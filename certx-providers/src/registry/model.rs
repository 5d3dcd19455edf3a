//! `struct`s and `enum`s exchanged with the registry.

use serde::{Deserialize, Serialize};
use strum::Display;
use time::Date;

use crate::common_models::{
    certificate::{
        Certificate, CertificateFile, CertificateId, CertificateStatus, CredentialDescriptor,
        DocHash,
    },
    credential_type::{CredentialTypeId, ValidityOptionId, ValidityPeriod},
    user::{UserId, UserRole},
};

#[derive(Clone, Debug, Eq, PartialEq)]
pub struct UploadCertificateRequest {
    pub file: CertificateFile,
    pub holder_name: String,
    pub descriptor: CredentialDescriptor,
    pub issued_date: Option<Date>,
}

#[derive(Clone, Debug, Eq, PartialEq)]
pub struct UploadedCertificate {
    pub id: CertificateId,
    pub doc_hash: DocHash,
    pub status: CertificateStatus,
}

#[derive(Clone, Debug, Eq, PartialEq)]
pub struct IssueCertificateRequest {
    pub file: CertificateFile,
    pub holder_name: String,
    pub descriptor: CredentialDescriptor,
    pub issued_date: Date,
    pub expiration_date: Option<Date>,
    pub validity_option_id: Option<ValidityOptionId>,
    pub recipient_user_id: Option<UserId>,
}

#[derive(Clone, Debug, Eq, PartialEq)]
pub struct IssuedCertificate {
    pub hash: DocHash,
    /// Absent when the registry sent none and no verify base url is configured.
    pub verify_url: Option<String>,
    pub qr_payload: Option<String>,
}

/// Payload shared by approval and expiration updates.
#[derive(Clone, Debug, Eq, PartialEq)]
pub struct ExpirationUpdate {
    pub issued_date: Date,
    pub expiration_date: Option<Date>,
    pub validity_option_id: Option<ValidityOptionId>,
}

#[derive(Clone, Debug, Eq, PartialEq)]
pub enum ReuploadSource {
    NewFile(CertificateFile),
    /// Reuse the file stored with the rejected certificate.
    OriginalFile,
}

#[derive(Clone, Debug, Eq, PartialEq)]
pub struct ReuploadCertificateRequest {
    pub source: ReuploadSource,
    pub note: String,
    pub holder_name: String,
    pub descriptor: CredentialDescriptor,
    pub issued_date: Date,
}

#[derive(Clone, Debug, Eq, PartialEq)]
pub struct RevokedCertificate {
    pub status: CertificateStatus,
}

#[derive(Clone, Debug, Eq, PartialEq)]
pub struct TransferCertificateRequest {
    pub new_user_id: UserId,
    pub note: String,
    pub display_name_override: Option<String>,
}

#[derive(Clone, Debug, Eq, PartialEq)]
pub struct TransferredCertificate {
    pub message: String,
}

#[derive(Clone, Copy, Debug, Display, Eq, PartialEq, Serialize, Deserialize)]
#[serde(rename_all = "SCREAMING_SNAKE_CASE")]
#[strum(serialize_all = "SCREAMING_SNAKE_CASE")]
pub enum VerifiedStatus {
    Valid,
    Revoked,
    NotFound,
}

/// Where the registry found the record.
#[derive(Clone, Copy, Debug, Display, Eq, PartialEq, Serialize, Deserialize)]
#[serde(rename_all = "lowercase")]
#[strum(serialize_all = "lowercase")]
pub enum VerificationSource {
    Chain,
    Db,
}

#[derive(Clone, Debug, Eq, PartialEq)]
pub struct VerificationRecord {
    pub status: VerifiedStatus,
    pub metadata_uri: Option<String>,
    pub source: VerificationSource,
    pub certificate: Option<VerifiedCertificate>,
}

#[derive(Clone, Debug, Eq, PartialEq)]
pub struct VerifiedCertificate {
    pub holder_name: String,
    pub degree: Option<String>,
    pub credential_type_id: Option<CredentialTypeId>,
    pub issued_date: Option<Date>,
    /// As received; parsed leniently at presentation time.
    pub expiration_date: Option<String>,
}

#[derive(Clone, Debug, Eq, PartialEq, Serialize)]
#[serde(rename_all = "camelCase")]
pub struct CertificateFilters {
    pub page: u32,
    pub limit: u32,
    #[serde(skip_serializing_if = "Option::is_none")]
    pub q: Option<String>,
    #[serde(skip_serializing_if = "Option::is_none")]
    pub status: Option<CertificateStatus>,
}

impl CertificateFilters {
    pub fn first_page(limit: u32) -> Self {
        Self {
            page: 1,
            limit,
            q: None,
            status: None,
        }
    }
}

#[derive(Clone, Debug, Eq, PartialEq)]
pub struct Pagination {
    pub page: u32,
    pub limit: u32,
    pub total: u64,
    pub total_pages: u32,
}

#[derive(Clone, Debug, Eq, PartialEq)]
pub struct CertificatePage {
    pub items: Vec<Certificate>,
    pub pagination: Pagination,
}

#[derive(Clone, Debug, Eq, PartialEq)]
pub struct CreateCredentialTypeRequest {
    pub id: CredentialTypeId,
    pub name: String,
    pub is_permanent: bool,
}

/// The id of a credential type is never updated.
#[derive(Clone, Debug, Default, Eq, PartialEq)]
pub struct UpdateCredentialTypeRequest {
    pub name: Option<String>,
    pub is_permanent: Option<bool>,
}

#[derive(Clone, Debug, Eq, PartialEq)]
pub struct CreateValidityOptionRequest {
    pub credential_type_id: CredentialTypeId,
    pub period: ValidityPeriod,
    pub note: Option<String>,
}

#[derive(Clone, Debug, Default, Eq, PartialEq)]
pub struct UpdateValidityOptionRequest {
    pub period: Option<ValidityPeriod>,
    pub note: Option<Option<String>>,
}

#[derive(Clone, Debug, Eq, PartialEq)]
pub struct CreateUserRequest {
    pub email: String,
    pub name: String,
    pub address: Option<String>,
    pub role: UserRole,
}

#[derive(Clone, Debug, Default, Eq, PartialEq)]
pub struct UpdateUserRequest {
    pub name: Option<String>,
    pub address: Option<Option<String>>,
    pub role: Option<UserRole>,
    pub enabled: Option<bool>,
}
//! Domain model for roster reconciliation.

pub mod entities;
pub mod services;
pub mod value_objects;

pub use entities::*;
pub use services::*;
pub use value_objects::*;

Assigned task:
How many lines of the entries above contain the word "VerifiedCertificate"? Give the number alone.

Answer area:
2